:: MATERIAL TO PROCESS ::
Segment Open

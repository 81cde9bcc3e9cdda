use crossterm::style::Color;

pub struct Theme {
    pub fg: Color,
    pub primary: Color,   // Blue
    pub secondary: Color, // Orange
    pub comment: Color,   // Grey
    pub success: Color,   // Green
    pub error: Color,     // Red
    pub function: Color,
    pub return_value: Color,
    pub added: Color,
    pub removed: Color,
}

const fn rgb(r: u8, g: u8, b: u8) -> Color {
    Color::Rgb { r, g, b }
}

pub const DEFAULT_THEME: Theme = Theme {
    fg: rgb(205, 214, 244),
    primary: rgb(137, 180, 250),
    secondary: rgb(250, 179, 135),
    comment: rgb(108, 112, 134),
    success: rgb(166, 227, 161),
    error: rgb(243, 139, 168),
    function: rgb(249, 226, 175),     // Yellow for call/return
    return_value: rgb(245, 194, 231), // Pink
    added: rgb(166, 227, 161),
    removed: rgb(180, 165, 120), // Muted yellow
};

impl Theme {
    /// Tag color for an event type
    pub fn event_color(&self, tag: &str) -> Color {
        match tag {
            "call" | "return" => self.function,
            "exception" => self.error,
            "budget_exceeded" => self.secondary,
            _ => self.primary,
        }
    }
}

Segment Closed

:: EXERCISE DESCRIPTION ::
Copy every line above in which the string "const" shows up.

:: EXPECTED ANSWER ::
const fn rgb(r: u8, g: u8, b: u8) -> Color {
pub const DEFAULT_THEME: Theme = Theme {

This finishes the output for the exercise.